> **Work to complete**
Each line from the beginning of the data below through the line containing "i, cause: Box::new(e)" should be repeated exactly, please.

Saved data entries
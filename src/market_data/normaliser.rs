// Raw scraped rows -> canonical token-keyed snapshot.
// One malformed row fails the whole batch; there are no partial snapshots.

use tracing::{debug, warn};

use crate::engine::types::{CanonicalRecord, Snapshot};
use crate::market_data::adapters::RawRow;
use crate::market_data::fields::{normalize_capacity, parse_token_and_tvl, ParseError};

pub fn normalise_row(row: &RawRow) -> Result<CanonicalRecord, ParseError> {
    let (tvl, token) = parse_token_and_tvl(&row.tvl)?;
    Ok(CanonicalRecord {
        timestamp: row.captured_at,
        token,
        capacity: normalize_capacity(&row.capacity),
        ft_apy_30d: row.ft_apy.trim().to_string(),
        token_apr: row.token_apr.trim().to_string(),
        tvl,
    })
}

/// Parse every row, in scrape order. Fails on the first malformed row.
pub fn normalise_rows(rows: &[RawRow]) -> Result<Vec<CanonicalRecord>, ParseError> {
    rows.iter()
        .enumerate()
        .map(|(i, row)| {
            normalise_row(row).map_err(|e| {
                warn!(row = i, asset = %row.asset, error = %e, "Failed to parse scraped row");
                ParseError::Row { row: i, cause: Box::new(e) }
            })
        })
        .collect()
}

/// Key records by token. A token seen twice keeps the later record.
pub fn into_snapshot(records: impl IntoIterator<Item = CanonicalRecord>) -> Snapshot {
    let mut snapshot = Snapshot::new();
    for record in records {
        if let Some(prev) = snapshot.insert(record) {
            debug!(token = %prev.token, "Duplicate token in one fetch, later row wins");
        }
    }
    snapshot
}

/// Build the current snapshot from one fetch.
pub fn normalise(rows: &[RawRow]) -> Result<Snapshot, ParseError> {
    Ok(into_snapshot(normalise_rows(rows)?))
}

#[cfg(test)]
mod tests {
    use super::*;
    use chrono::Utc;

    fn raw(tvl: &str, capacity: &str) -> RawRow {
        RawRow {
            asset: "asset".into(),
            ft_apy: " 9.87% ".into(),
            ot: String::new(),
            token_apr: "10.62%".into(),
            tvl: tvl.into(),
            capacity: capacity.into(),
            captured_at: Utc::now(),
        }
    }

    #[test]
    fn test_normalise_rows() {
        let rows = vec![raw("1.5K cbBTC $", "87.50%"), raw("575.35 WETH $", "FILLED")];
        let snap = normalise(&rows).unwrap();

        assert_eq!(snap.len(), 2);
        let weth = snap.get("WETH").unwrap();
        assert_eq!(weth.capacity.as_str(), "100.00%");
        assert_eq!(weth.tvl, 575.35);
        assert_eq!(weth.ft_apy_30d, "9.87%");
        assert_eq!(snap.get("cbBTC").unwrap().tvl, 1500.0);
    }

    #[test]
    fn test_empty_fetch_gives_empty_snapshot() {
        assert!(normalise(&[]).unwrap().is_empty());
    }

    #[test]
    fn test_duplicate_token_last_wins() {
        let rows = vec![raw("1 WETH $", "10.00%"), raw("2 cbBTC $", "5.00%"), raw("3 WETH $", "20.00%")];
        let snap = normalise(&rows).unwrap();

        assert_eq!(snap.len(), 2);
        assert_eq!(snap.get("WETH").unwrap().capacity.as_str(), "20.00%");
        assert_eq!(snap.tokens().collect::<Vec<_>>(), vec!["WETH", "cbBTC"]);
    }

    #[test]
    fn test_one_bad_row_aborts() {
        let rows = vec![raw("1 WETH $", "10.00%"), raw("garbage", "10.00%")];
        match normalise(&rows) {
            Err(ParseError::Row { row, cause }) => {
                assert_eq!(row, 1);
                assert!(matches!(*cause, ParseError::TokenTvl { .. }));
            }
            other => panic!("Expected row error, got {:?}", other),
        }
    }
}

> **Task output**
filename src/market_data/normaliser.rs
// Raw scraped rows -> canonical token-keyed snapshot.
// One malformed row fails the whole batch; there are no partial snapshots.

use tracing::{debug, warn};

use crate::engine::types::{CanonicalRecord, Snapshot};
use crate::market_data::adapters::RawRow;
use crate::market_data::fields::{normalize_capacity, parse_token_and_tvl, ParseError};

pub fn normalise_row(row: &RawRow) -> Result<CanonicalRecord, ParseError> {
    let (tvl, token) = parse_token_and_tvl(&row.tvl)?;
    Ok(CanonicalRecord {
        timestamp: row.captured_at,
        token,
        capacity: normalize_capacity(&row.capacity),
        ft_apy_30d: row.ft_apy.trim().to_string(),
        token_apr: row.token_apr.trim().to_string(),
        tvl,
    })
}

/// Parse every row, in scrape order. Fails on the first malformed row.
pub fn normalise_rows(rows: &[RawRow]) -> Result<Vec<CanonicalRecord>, ParseError> {
    rows.iter()
        .enumerate()
        .map(|(i, row)| {
            normalise_row(row).map_err(|e| {
                warn!(row = i, asset = %row.asset, error = %e, "Failed to parse scraped row");
                ParseError::Row { row: i, cause: Box::new(e) }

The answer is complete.